Years of work poured into building an integrated US-Canada pork market may come falling down as the Canadian government seeks to enact retaliatory tariffs on US products after the Trump administration imposed 25% tariffs on imports from Canada. In hopes of retaining the countries’ strong trade relationship, the National Pork Producers Council (NPPC) wrote to the Canadian government asking that pork products be exempt from any retaliatory tariffs levied on US products.
“The tit-for-tat tariff exchanges will disrupt supply chains that have been built up over decades,” the group wrote to Canada’s International Trade Policy Division on March 21. “We request that Canada seeks to preserve the benefits of the integrated North American market to the maximum extent practicable, including by excluding US pork imports from retaliation.”
In 2024, the United States exported more than $850 million worth of pork to Canada, while Canada shipped $1.7 billion lbs of pork to the United States.
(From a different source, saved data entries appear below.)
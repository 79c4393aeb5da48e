// SPDX-License-Identifier: BUSL-1.1
// Copyright (c) 2026 Alfred Jean LLC

//! Wire frame types (spec §4.7/§6). Every frame is a single UTF-8 JSON
//! object with a `type` discriminant; [`Payload`] models the discriminant
//! and its fields, [`Frame`] adds the channel-specific identity prefix
//! (`fe`/`cs` carry a client identity, `be` carries both a device identity
//! and the client identity it is acting on behalf of) that the router uses
//! to correlate a reply with the connection that is waiting on it.

use indexmap::IndexMap;
use serde::{Deserialize, Serialize};

/// A single wire frame's payload: the `type`-discriminated JSON object of
/// spec §6. Request variants (`Get`/`Call`/`Subscribe`/`Unsubscribe`) carry
/// the client-assigned `id`; response variants (`Return`/`Value`/`Error`)
/// echo it back. `Ready`/`Exiting` are the provider handshake/shutdown
/// frames and carry no `id` — they are not correlated to a single request.
#[derive(Debug, Clone, PartialEq, Serialize, Deserialize)]
#[serde(tag = "type")]
pub enum Payload {
    Get {
        id: u64,
        param: String,
    },
    Call {
        id: u64,
        method: String,
        #[serde(default)]
        args: IndexMap<String, serde_json::Value>,
    },
    Subscribe {
        id: u64,
        param: String,
    },
    Unsubscribe {
        id: u64,
        param: String,
    },
    Return {
        id: u64,
        val: serde_json::Value,
    },
    Value {
        id: u64,
        val: serde_json::Value,
    },
    Error {
        id: u64,
        message: String,
    },
    /// Provider handshake: `{type:"Ready", device}` (spec §6).
    Ready {
        device: String,
    },
    /// Provider shutdown notice: `{type:"Exiting"}` (spec §6).
    Exiting,
}

impl Payload {
    /// The correlation id of a request/response frame, or `None` for the
    /// provider handshake frames that carry no id.
    pub fn id(&self) -> Option<u64> {
        match self {
            Self::Get { id, .. }
            | Self::Call { id, .. }
            | Self::Subscribe { id, .. }
            | Self::Unsubscribe { id, .. }
            | Self::Return { id, .. }
            | Self::Value { id, .. }
            | Self::Error { id, .. } => Some(*id),
            Self::Ready { .. } | Self::Exiting => None,
        }
    }

    /// The dotted endpoint a request frame targets (`Get`/`Call`/
    /// `Subscribe`/`Unsubscribe` all carry exactly one).
    pub fn endpoint(&self) -> Option<&str> {
        match self {
            Self::Get { param, .. } | Self::Subscribe { param, .. } | Self::Unsubscribe { param, .. } => {
                Some(param)
            }
            Self::Call { method, .. } => Some(method),
            _ => None,
        }
    }

    pub fn error(id: u64, message: impl Into<String>) -> Self {
        Self::Error { id, message: message.into() }
    }
}

/// Splits a dotted endpoint `"<device>.<rest>"` into its device name and
/// remainder, the way every `Get`/`Call`/`Subscribe` target other than the
/// literal `"malcolm"` / `"malcolm.*"` router endpoints is addressed.
pub fn split_endpoint(endpoint: &str) -> Option<(&str, &str)> {
    endpoint.split_once('.')
}

/// An inbound or outbound frame, tagged with the channel it travels on
/// (spec §4.7: "three streams: fe, be, cs").
///
/// Identities here are *socket*/connection identities (the ZeroMQ `ROUTER`
/// sense), not device names — a device's business name is carried inside
/// the [`Payload`] itself (`Ready.device`, or the dotted prefix of
/// `Get.param`/`Call.method`). [`ProviderRegistry`](crate::registry::ProviderRegistry)
/// is what maps one to the other.
#[derive(Debug, Clone, PartialEq)]
pub enum Frame {
    /// `[identity, payload]` on the frontend (client-facing) stream.
    Fe { client: String, payload: Payload },
    /// `[identity, payload]` on the control/status stream.
    Cs { client: String, payload: Payload },
    /// `[provider_identity, client_identity, payload]` on the backend
    /// (provider-facing) stream — the provider must echo both identities
    /// on every response so the router can route it back (spec §6).
    Be { provider: String, client: String, payload: Payload },
}

#[cfg(test)]
#[path = "frame_tests.rs"]
mod tests;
Canada also exported over $560 million worth of live swine to the United States. NPPC pointed out that the majority of the imported live swine was brought to US finishing and slaughter facilities, where much of the Canadian-sourced pork was later sent back across the border.
“The deep integration in the US-Canada pork market is a North American success story,” NPPC said in its letter. “NPPC has fought hard to support both the North American Free Trade Agreement (NAFTA) and USMCA/CUSMA in expanding and preserving free trade between our countries. We will continue our robust support for an open North American market for our industry.”